### Aim of the task
Go through the listing below and show each line that has the word "crate".

### Exercise inputs

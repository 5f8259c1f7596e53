use super::deal_models::{Deal, DealStatus};
use crate::store::CrmStore;

#[derive(Clone)]
pub struct DealRepository {
    store: CrmStore,
}

impl DealRepository {
    pub fn new(store: CrmStore) -> Self {
        Self { store }
    }

    pub async fn find_all(&self, status: Option<DealStatus>) -> Vec<Deal> {
        self.store
            .read()
            .await
            .deals
            .iter()
            .filter(|d| status.map_or(true, |s| d.status == s))
            .cloned()
            .collect()
    }

    pub async fn create(&self, deal: Deal) -> Deal {
        self.store.write().await.deals.push(deal.clone());
        deal
    }

    /// Move a deal to another pipeline stage.
    pub async fn update_status(&self, id: &str, status: DealStatus) -> Option<Deal> {
        let mut data = self.store.write().await;
        let deal = data.deals.iter_mut().find(|d| d.id == id)?;
        deal.status = status;
        Some(deal.clone())
    }

    pub async fn delete(&self, id: &str) -> u64 {
        let mut data = self.store.write().await;
        let before = data.deals.len();
        data.deals.retain(|d| d.id != id);
        (before - data.deals.len()) as u64
    }
}
use std::collections::HashSet;
use std::sync::Arc;
use tokio::sync::RwLock;

use crate::{
    contact::contact_models::Contact, deal::deal_models::Deal, lead::lead_models::Lead,
    notification::notification_models::Notification, task::task_models::Task,
};

/// Task ids whose reminder has already been delivered in this session.
pub type FiredReminderSet = HashSet<String>;

/// Everything the dashboard holds for the lifetime of the process.
#[derive(Debug, Default, Clone)]
pub struct CrmData {
    pub leads: Vec<Lead>,
    pub contacts: Vec<Contact>,
    pub deals: Vec<Deal>,
    pub tasks: Vec<Task>,
    pub notifications: Vec<Notification>,
    pub fired_reminders: FiredReminderSet,
}

/// Shared handle to the in-memory state container.
///
/// Repositories clone this handle the way they would clone a connection
/// pool; all mutation goes through the lock.
#[derive(Debug, Clone, Default)]
pub struct CrmStore {
    inner: Arc<RwLock<CrmData>>,
}

impl CrmStore {
    pub fn new(data: CrmData) -> Self {
        Self {
            inner: Arc::new(RwLock::new(data)),
        }
    }

    pub async fn read(&self) -> tokio::sync::RwLockReadGuard<'_, CrmData> {
        self.inner.read().await
    }

    pub async fn write(&self) -> tokio::sync::RwLockWriteGuard<'_, CrmData> {
        self.inner.write().await
    }

    /// Snapshot of the fired set, taken at the start of a poll.
    pub async fn fired_reminders(&self) -> FiredReminderSet {
        self.inner.read().await.fired_reminders.clone()
    }

    /// Swap in the set produced by a poll.
    pub async fn replace_fired_reminders(&self, fired: FiredReminderSet) {
        self.inner.write().await.fired_reminders = fired;
    }

    /// Forget every delivered reminder, as when a session ends.
    pub async fn clear_fired_reminders(&self) {
        self.inner.write().await.fired_reminders.clear();
    }
}

pub fn create_store(seed_demo_data: bool) -> CrmStore {
    if seed_demo_data {
        let today = chrono::Utc::now().date_naive();
        tracing::info!("Seeding demo data relative to {}", today);
        CrmStore::new(crate::seed::demo_data(today))
    } else {
        CrmStore::default()
    }
}
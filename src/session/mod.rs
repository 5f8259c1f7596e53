pub mod session_handlers;
pub mod session_service;

pub use session_handlers::{get_session, login, logout};
pub use session_service::{SessionService, SessionStatus};
use axum::{
    extract::{Path, Query, State},
    http::StatusCode,
    response::IntoResponse,
    Json,
};
use validator::Validate;

use super::{
    contact_dto::{ContactFilters, SaveContactRequest},
    contact_models::Contact,
};
use crate::{
    error::{AppError, Result},
    state::AppState,
};

fn into_contact(id: String, payload: SaveContactRequest) -> Contact {
    Contact {
        id,
        tags: payload.clean_tags(),
        name: payload.name,
        company: payload.company,
        phone: payload.phone,
        email: payload.email,
    }
}

/// List contacts, optionally filtered by a search term
#[utoipa::path(
    get,
    path = "/api/contacts",
    params(ContactFilters),
    responses((status = 200, description = "List of contacts", body = Vec<Contact>)),
    tag = "contacts"
)]
pub async fn get_contacts(
    State(state): State<AppState>,
    Query(filters): Query<ContactFilters>,
) -> Json<Vec<Contact>> {
    Json(state.contact_repository.find_all(filters.search.as_deref()).await)
}

/// Get a single contact
#[utoipa::path(
    get,
    path = "/api/contacts/{id}",
    params(("id" = String, Path, description = "Contact ID")),
    responses(
        (status = 200, description = "Contact", body = Contact),
        (status = 404, description = "Contact not found")
    ),
    tag = "contacts"
)]
pub async fn get_contact(
    State(state): State<AppState>,
    Path(contact_id): Path<String>,
) -> Result<Json<Contact>> {
    state
        .contact_repository
        .find_by_id(&contact_id)
        .await
        .map(Json)
        .ok_or_else(|| AppError::NotFound("Contact not found".to_string()))
}

/// Create a contact
#[utoipa::path(
    post,
    path = "/api/contacts",
    request_body = SaveContactRequest,
    responses(
        (status = 201, description = "Contact created", body = Contact),
        (status = 400, description = "Invalid payload")
    ),
    tag = "contacts"
)]
pub async fn create_contact(
    State(state): State<AppState>,
    Json(payload): Json<SaveContactRequest>,
) -> Result<impl IntoResponse> {
    payload.validate()?;

    let id = format!("contact_{}", uuid::Uuid::new_v4().simple());
    let contact = state.contact_repository.create(into_contact(id, payload)).await;
    tracing::debug!("Created contact {}", contact.id);

    Ok((StatusCode::CREATED, Json(contact)))
}

/// Replace a contact
#[utoipa::path(
    put,
    path = "/api/contacts/{id}",
    params(("id" = String, Path, description = "Contact ID")),
    request_body = SaveContactRequest,
    responses(
        (status = 200, description = "Contact updated", body = Contact),
        (status = 404, description = "Contact not found")
    ),
    tag = "contacts"
)]
pub async fn update_contact(
    State(state): State<AppState>,
    Path(contact_id): Path<String>,
    Json(payload): Json<SaveContactRequest>,
) -> Result<Json<Contact>> {
    payload.validate()?;

    state
        .contact_repository
        .update(into_contact(contact_id, payload))
        .await
        .map(Json)
        .ok_or_else(|| AppError::NotFound("Contact not found".to_string()))
}

/// Delete a contact
#[utoipa::path(
    delete,
    path = "/api/contacts/{id}",
    params(("id" = String, Path, description = "Contact ID")),
    responses(
        (status = 204, description = "Contact deleted"),
        (status = 404, description = "Contact not found")
    ),
    tag = "contacts"
)]
pub async fn delete_contact(
    State(state): State<AppState>,
    Path(contact_id): Path<String>,
) -> Result<StatusCode> {
    if state.contact_repository.delete(&contact_id).await == 0 {
        return Err(AppError::NotFound("Contact not found".to_string()));
    }

    Ok(StatusCode::NO_CONTENT)
}
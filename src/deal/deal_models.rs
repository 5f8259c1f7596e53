use serde::{Deserialize, Serialize};
use utoipa::ToSchema;

/// Pipeline stage of a deal. Serialized with the labels shown on the board.
#[derive(Debug, Clone, Copy, PartialEq, Eq, Serialize, Deserialize, ToSchema)]
pub enum DealStatus {
    New,
    #[serde(rename = "Proposal Sent")]
    Proposal,
    Negotiation,
    #[serde(rename = "Closed - Won")]
    ClosedWon,
    #[serde(rename = "Closed - Lost")]
    ClosedLost,
}

impl std::fmt::Display for DealStatus {
    fn fmt(&self, f: &mut std::fmt::Formatter<'_>) -> std::fmt::Result {
        match self {
            DealStatus::New => write!(f, "New"),
            DealStatus::Proposal => write!(f, "Proposal Sent"),
            DealStatus::Negotiation => write!(f, "Negotiation"),
            DealStatus::ClosedWon => write!(f, "Closed - Won"),
            DealStatus::ClosedLost => write!(f, "Closed - Lost"),
        }
    }
}

#[derive(Debug, Clone, PartialEq, Serialize, Deserialize, ToSchema)]
#[serde(rename_all = "camelCase")]
pub struct Deal {
    pub id: String,
    pub title: String,
    pub contact_name: String,
    pub company: String,
    pub value: f64,
    pub status: DealStatus,
    pub close_date: String,
}

#[cfg(test)]
mod tests {
    use super::*;

    #[test]
    fn test_deal_status_display() {
        assert_eq!(DealStatus::New.to_string(), "New");
        assert_eq!(DealStatus::Proposal.to_string(), "Proposal Sent");
        assert_eq!(DealStatus::Negotiation.to_string(), "Negotiation");
        assert_eq!(DealStatus::ClosedWon.to_string(), "Closed - Won");
        assert_eq!(DealStatus::ClosedLost.to_string(), "Closed - Lost");
    }

    #[test]
    fn test_deal_status_matches_board_labels() {
        let status: DealStatus = serde_json::from_str("\"Closed - Won\"").unwrap();
        assert_eq!(status, DealStatus::ClosedWon);
        assert_eq!(
            serde_json::to_string(&DealStatus::Proposal).unwrap(),
            "\"Proposal Sent\""
        );
    }
}
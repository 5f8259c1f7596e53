use serde::Deserialize;
use utoipa::{IntoParams, ToSchema};
use validator::Validate;

#[derive(Debug, Deserialize, Validate, ToSchema)]
pub struct SaveContactRequest {
    #[validate(length(min = 1, max = 200))]
    pub name: String,
    #[validate(length(max = 200))]
    pub company: String,
    #[validate(length(max = 50))]
    pub phone: String,
    #[validate(email)]
    pub email: String,
    #[serde(default)]
    pub tags: Vec<String>,
}

impl SaveContactRequest {
    /// Tags are trimmed and blank ones dropped.
    pub fn clean_tags(&self) -> Vec<String> {
        self.tags
            .iter()
            .map(|tag| tag.trim())
            .filter(|tag| !tag.is_empty())
            .map(str::to_string)
            .collect()
    }
}

#[derive(Debug, Default, Deserialize, IntoParams)]
#[into_params(parameter_in = Query)]
pub struct ContactFilters {
    pub search: Option<String>,
}
use serde::{Deserialize, Serialize};
use utoipa::ToSchema;

#[derive(Debug, Clone, PartialEq, Serialize, Deserialize, ToSchema)]
pub struct Contact {
    pub id: String,
    pub name: String,
    pub company: String,
    pub phone: String,
    pub email: String,
    #[serde(default)]
    pub tags: Vec<String>,
}

impl Contact {
    /// Case-insensitive match on name, company, email or any tag.
    pub fn matches(&self, term: &str) -> bool {
        let term = term.to_lowercase();
        self.name.to_lowercase().contains(&term)
            || self.company.to_lowercase().contains(&term)
            || self.email.to_lowercase().contains(&term)
            || self.tags.iter().any(|tag| tag.to_lowercase().contains(&term))
    }
}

### The completed task
use crate::store::CrmStore;
use crate::{
        CrmStore::new(crate::seed::demo_data(today))
use crate::{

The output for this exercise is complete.